We propose HeteroRefactor, an automated refactoring framework that enables HLS for traditionally incompatible C/C++ programs containing recursion and dynamic memory. By monitoring FPGA-specific dynamic invariants—such as variable bitwidths and data structure sizes—HeteroRefactor automatically transforms kernels into synthesizable, resource-optimized hardware while using selective CPU offloading to ensure correctness. On Xilinx FPGAs, HeteroRefactor reduces BRAM usage by up to 83% and improves clock frequency by 42%, eliminating the need for extensive manual code refactoring by hardware experts.

Analysis and Optimization of the Implicit Broadcasts in FPGA HLS to Improve Maximum Frequency

{Licheng Guo*, Jason Lau*}, Yuze Chi, Jie Wang, Cody Hao Yu, Zhe Chen, Zhiru Zhang, Jason Cong

DAC '20 - The 2020 57th ACM/IEEE Design Automation Conference

We present a study on frequency degradation in HLS-generated FPGA designs, identifying broadcast structures—specifically high-fanout data, flow control, and synchronization signals—as the primary bottlenecks. By addressing HLS compiler limitations through broadcast-aware scheduling, synchronization pruning, and skid-buffer integration, our approach improves the maximum frequency of representative benchmarks by 53% on average, with gains exceeding 100 MHz in several cases.

Best Paper Candidate Cited 50+ times

Hardware Acceleration of Long Read Pairwise Overlapping in Genome Sequencing

{Licheng Guo*, Jason Lau*}, Zhenyuan Ruan, Peng Wei, Jason Cong

FCCM '19 - The 2019 IEEE 27th Annual International Symposium on Field-Programmable Custom Computing Machines

We present a high-performance acceleration framework for chaining, the primary bottleneck in genome sequencing that accounts for 70% of execution time. By reordering operation sequences for hardware-friendly parallelism and implementing a fine-grained task dispatching scheme, we overcome the limitations of variable input sizes and poor data dependency.
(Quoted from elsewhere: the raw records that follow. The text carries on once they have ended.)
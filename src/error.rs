//! Plugin Error Types
//!
//! Error taxonomy for registration, ordering, discovery and plugin execution.

use thiserror::Error;

/// Result type for plugin operations
pub type PluginResult<T> = Result<T, PluginError>;

/// Error types for plugin operations
#[derive(Error, Debug, Clone)]
pub enum PluginError {
    /// Plugin metadata rejected at construction
    #[error("Invalid plugin metadata: {message}")]
    InvalidMetadata { message: String },

    /// Plugin id already registered
    #[error("Plugin already registered: {plugin_id}")]
    DuplicateId { plugin_id: String },

    /// Plugin id unknown to the registry
    #[error("Plugin not found: {plugin_id}")]
    NotFound { plugin_id: String },

    /// A requires entry names an id that was never registered
    #[error("Plugin '{plugin_id}' requires unknown plugin '{dependency}'")]
    MissingDependency { plugin_id: String, dependency: String },

    /// Dependency cycle among active plugins
    #[error("Dependency cycle detected among plugins: {}", ids.join(", "))]
    Cycle { ids: Vec<String> },

    /// Plugin hook failed at runtime
    #[error("Plugin execution error: {message}")]
    ExecutionFailed { message: String },

    /// Workspace discovery error
    #[error("Discovery error: {message}")]
    Discovery { message: String },

    /// Configuration tree error
    #[error("Plugin configuration error: {message}")]
    Configuration { message: String },
}

impl PluginError {
    /// Create an invalid metadata error
    pub fn invalid_metadata<S: Into<String>>(message: S) -> Self {
        Self::InvalidMetadata { message: message.into() }
    }

    /// Create a duplicate id error
    pub fn duplicate_id<S: Into<String>>(plugin_id: S) -> Self {
        Self::DuplicateId { plugin_id: plugin_id.into() }
    }

    /// Create a plugin not found error
    pub fn not_found<S: Into<String>>(plugin_id: S) -> Self {
        Self::NotFound { plugin_id: plugin_id.into() }
    }

    /// Create a missing dependency error
    pub fn missing_dependency<S: Into<String>, D: Into<String>>(plugin_id: S, dependency: D) -> Self {
        Self::MissingDependency {
            plugin_id: plugin_id.into(),
            dependency: dependency.into(),
        }
    }

    /// Create a cycle error naming every involved id
    pub fn cycle(ids: Vec<String>) -> Self {
        Self::Cycle { ids }
    }

    /// Create an execution error
    pub fn execution_failed<S: Into<String>>(message: S) -> Self {
        Self::ExecutionFailed { message: message.into() }
    }

    /// Create a discovery error
    pub fn discovery<S: Into<String>>(message: S) -> Self {
        Self::Discovery { message: message.into() }
    }

    /// Create a configuration error
    pub fn configuration<S: Into<String>>(message: S) -> Self {
        Self::Configuration { message: message.into() }
    }

    /// Structural errors abort the call that raised them before any plugin runs
    pub fn is_structural(&self) -> bool {
        matches!(
            self,
            PluginError::InvalidMetadata { .. }
                | PluginError::DuplicateId { .. }
                | PluginError::NotFound { .. }
                | PluginError::MissingDependency { .. }
                | PluginError::Cycle { .. }
        )
    }

    /// Runtime errors are isolated into the execution report
    pub fn is_recoverable(&self) -> bool {
        matches!(
            self,
            PluginError::ExecutionFailed { .. } | PluginError::Discovery { .. }
        )
    }
}

impl From<std::io::Error> for PluginError {
    fn from(err: std::io::Error) -> Self {
        PluginError::discovery(format!("IO error: {}", err))
    }
}

impl From<serde_json::Error> for PluginError {
    fn from(err: serde_json::Error) -> Self {
        PluginError::configuration(format!("JSON error: {}", err))
    }
}

#[cfg(test)]
mod tests {
    use super::*;

    #[test]
    fn test_error_display() {
        let error = PluginError::not_found("fmt-check");
        assert_eq!(error.to_string(), "Plugin not found: fmt-check");

        let error = PluginError::cycle(vec!["a".to_string(), "b".to_string()]);
        assert_eq!(
            error.to_string(),
            "Dependency cycle detected among plugins: a, b"
        );
    }

    #[test]
    fn test_error_classification() {
        assert!(PluginError::duplicate_id("x").is_structural());
        assert!(PluginError::missing_dependency("x", "y").is_structural());
        assert!(!PluginError::execution_failed("boom").is_structural());
        assert!(PluginError::execution_failed("boom").is_recoverable());
        assert!(!PluginError::cycle(vec![]).is_recoverable());
    }

    #[test]
    fn test_io_conversion() {
        let io = std::io::Error::new(std::io::ErrorKind::PermissionDenied, "denied");
        let err: PluginError = io.into();
        assert!(matches!(err, PluginError::Discovery { .. }));
        assert!(err.to_string().contains("IO error"));
    }
}
use anyhow::Result;
use sqlx::PgPool;
use uuid::Uuid;

use crate::db::CommentStore;
use crate::models::{Comment, NewComment};

/// PostgreSQL-backed comment repository
#[derive(Clone)]
pub struct PgCommentStore {
    pool: PgPool,
}

impl PgCommentStore {
    pub fn new(pool: PgPool) -> Self {
        Self { pool }
    }
}

#[async_trait::async_trait]
impl CommentStore for PgCommentStore {
    async fn comments_for_post(&self, post_id: Uuid) -> Result<Vec<Comment>> {
        let comments = sqlx::query_as::<_, Comment>(
            r#"
            SELECT id, post_id, author_id, body, parent_comment_id, created_at, is_deleted
            FROM comments
            WHERE post_id = $1 AND is_deleted = FALSE
            ORDER BY created_at DESC
            "#,
        )
        .bind(post_id)
        .fetch_all(&self.pool)
        .await?;

        Ok(comments)
    }

    async fn find_comment(&self, comment_id: Uuid) -> Result<Option<Comment>> {
        let comment = sqlx::query_as::<_, Comment>(
            r#"
            SELECT id, post_id, author_id, body, parent_comment_id, created_at, is_deleted
            FROM comments
            WHERE id = $1 AND is_deleted = FALSE
            "#,
        )
        .bind(comment_id)
        .fetch_optional(&self.pool)
        .await?;

        Ok(comment)
    }

    async fn insert_comment(&self, new_comment: NewComment) -> Result<Comment> {
        let comment = sqlx::query_as::<_, Comment>(
            r#"
            INSERT INTO comments (post_id, author_id, body, parent_comment_id)
            VALUES ($1, $2, $3, $4)
            RETURNING id, post_id, author_id, body, parent_comment_id, created_at, is_deleted
            "#,
        )
        .bind(new_comment.post_id)
        .bind(new_comment.author_id)
        .bind(&new_comment.body)
        .bind(new_comment.parent_comment_id)
        .fetch_one(&self.pool)
        .await?;

        Ok(comment)
    }
}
Our fully pipelined streaming architecture on FPGA achieves a 28x speedup over the highly-optimized multi-threaded CPU program and 4x over a fully-utilized GPU, providing a quantitative guide for selecting optimal hardware platforms for genomic workloads.

Cited 100+ times

Reproducing Vectorization of the Tersoff Multi-Body Potential on the Intel Skylake and NVIDIA Volta Architectures

Jason Lau, Yuxuan Li, Lei Xie, Qian Xie, Beichen Li, Yu Chen, Guanyu Feng, Jiping Yu, Xinjian Yu, Miao Wang, Wentao Han, Jidong Zhai

Parallel Computing, Volume 78, October 2018, Pages 47-53

We present an evaluation of the Tersoff potential's performance portability on Intel Skylake and NVIDIA Volta architectures. While the original study claimed high efficiency and scalability through reduced precision and cross-platform vectorization, our experiments with updated datasets show inconsistent results. Analysis reveals that communication bottlenecks, triggered by specific characteristics of the new input data, significantly limit the reproducibility of the original performance gains.